In Pilates, side kicks allow you to practice core control techniques while working your quads, glutes, and hips. If you haven’t already, protect your joints by using a cushioned yoga mat for this lower-body exercise.
- Lie on your side with your elbows on the floor and your knees bent, lowering your hips off the floor and straightening your top leg.
- First, raise your top leg up to hip height, then, keeping your hips off the floor, raise it back up to hip height again, being careful not to drop your hips as you move your leg.
- Repeat this 12 to 15 times, then switch to the other side.
6. One-legged bridge

Bridging is a key foundational movement in any Pilates routine: “It develops strength in your core, hamstrings, hips and glutes,” says Patient.
- Lie on your back with your knees bent and hip-width apart.
- Lift one leg so that your knee is over your hip. Raise your hips toward the ceiling. Pause and straighten the leg, keeping your hips high and level.
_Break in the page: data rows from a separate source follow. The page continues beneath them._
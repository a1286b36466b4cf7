//! High-level API for leproc launches

use crate::config::{AssociationPolicy, LauncherConfig};
use crate::exceptions::{LaunchError, Result};
use crate::exit_codes::{EXIT_EXECUTION_ERROR, EXIT_SUCCESS};
use crate::launch::descriptor::{LaunchContext, LaunchDescriptorBuilder, LaunchRequest};
use crate::launch::elevation::Relauncher;
use crate::launch::gateway::{
    ERROR_ELEVATION_REQUIRED, NativeLoaderGateway, check_native_components,
};
use crate::launch::report::{DIAGNOSTIC_TITLE, Reporter, report_error, report_result};
use crate::profile::LocaleProfile;
use log::{debug, info, warn};
use std::path::{Path, PathBuf};

/// Collaborators and identity of one launcher invocation
#[derive(Debug)]
pub struct LaunchOptions<'a> {
    pub gateway: &'a dyn NativeLoaderGateway,
    pub reporter: &'a dyn Reporter,
    pub relauncher: &'a dyn Relauncher,
    /// Launcher executable, restarted when the target needs elevation
    pub launcher_exe: PathBuf,
    /// Launcher arguments, passed unchanged to the elevated copy
    pub launcher_args: Vec<String>,
}

/// How a launch ended
#[derive(Debug, Clone, PartialEq, Eq)]
pub enum LaunchOutcome {
    /// The loader created the target process
    Started,
    /// The loader returned a non-zero code; a diagnostic has been shown
    Failed { code: u32 },
    /// No opener for a document target; nothing was started
    Unassociated { extension: String },
    /// An elevated copy of the launcher took over
    Relaunched,
}

impl LaunchOutcome {
    /// Process exit status for this outcome
    pub fn exit_code(&self, config: &LauncherConfig) -> i32 {
        match self {
            LaunchOutcome::Started | LaunchOutcome::Relaunched => EXIT_SUCCESS,
            LaunchOutcome::Failed { code } => config.exit_code_for(*code),
            LaunchOutcome::Unassociated { .. } => match config.association_policy {
                AssociationPolicy::Silent => EXIT_SUCCESS,
                AssociationPolicy::Report => config.apply_exit_policy(EXIT_EXECUTION_ERROR),
            },
        }
    }
}

/// Validated command line and profile, ready for `launch_target`
#[derive(Debug, Clone)]
pub struct PreparedLaunch {
    pub request: LaunchRequest,
    pub profile: LocaleProfile,
}

/// Check the installation, then parse the command and load the profile.
///
/// A missing native component wins over a usage error or a broken profile:
/// without the loader nothing else can succeed.
pub fn prepare_launch(
    root: &Path,
    command: &[String],
    config: &LauncherConfig,
) -> Result<PreparedLaunch> {
    check_native_components(root)?;

    let Some((target, target_args)) = command.split_first() else {
        return Err(LaunchError::Usage);
    };

    let profile = match config.profile_path {
        Some(ref path) => LocaleProfile::load(path)?,
        None => LocaleProfile::default(),
    };

    Ok(PreparedLaunch {
        request: LaunchRequest::new(target.clone(), target_args.to_vec()),
        profile,
    })
}

/// Build the descriptor for `request` and hand it to the native loader.
///
/// Errors that occur before the loader is called are returned unreported,
/// except a missing file association which is handled per
/// `config.association_policy`. A non-zero loader code is reported exactly
/// once through `options.reporter`.
pub fn launch_target(
    request: &LaunchRequest,
    profile: &LocaleProfile,
    context: &LaunchContext<'_>,
    options: &LaunchOptions<'_>,
    config: &LauncherConfig,
) -> Result<LaunchOutcome> {
    debug!(
        "🚀 Launching '{}' with profile '{}' ({})",
        request.target, profile.name, profile.location
    );

    let descriptor = match LaunchDescriptorBuilder::new(context).build(request, profile) {
        Ok(descriptor) => descriptor,
        Err(LaunchError::AssociationNotFound(extension)) => {
            match config.association_policy {
                AssociationPolicy::Silent => {
                    info!("🔗 No program is associated with {extension}, nothing to start");
                }
                AssociationPolicy::Report => {
                    let err = LaunchError::AssociationNotFound(extension.clone());
                    options
                        .reporter
                        .show(DIAGNOSTIC_TITLE, &format!("{}: {}", request.target, err));
                }
            }
            return Ok(LaunchOutcome::Unassociated { extension });
        }
        Err(e) => return Err(e),
    };

    let code = options.gateway.start(&descriptor);
    if code == 0 {
        info!("✅ Started {}", descriptor.application_name().display());
        return Ok(LaunchOutcome::Started);
    }

    if code == ERROR_ELEVATION_REQUIRED {
        warn!("🛡️ Target requires elevation");
        match options
            .relauncher
            .relaunch_elevated(
                &options.launcher_exe,
                &options.launcher_args,
                &context.current_dir,
            )
        {
            Ok(()) => return Ok(LaunchOutcome::Relaunched),
            Err(e) => {
                report_error(options.reporter, &e);
                return Ok(LaunchOutcome::Failed { code });
            }
        }
    }

    report_result(options.reporter, code, descriptor.command_line());
    Ok(LaunchOutcome::Failed { code })
}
- Bend your legs and slowly lower your hips to the floor, alternating sides for 12 to 15 repetitions.
7. Around the World

Another exercise that tests single-leg stability is the one-legged around-the-world rotation, in which you rotate one leg in front of, behind and outwards from your body while keeping your standing leg as still as possible. “This exercise develops all of these skills while building strength in your core, hips, legs and ankles,” Patient explains.
- Stand tall and tap one foot forward on the floor. Next tap one foot to the side. Next tap one foot behind you. Finally, cross your legs behind you and tap the floor.
- Keep your standing leg and torso as still as possible. Your knee should be directly over your ankle.
- Then reverse the movement and return to the starting position. Repeat this 12 to 15 times before switching to the other side.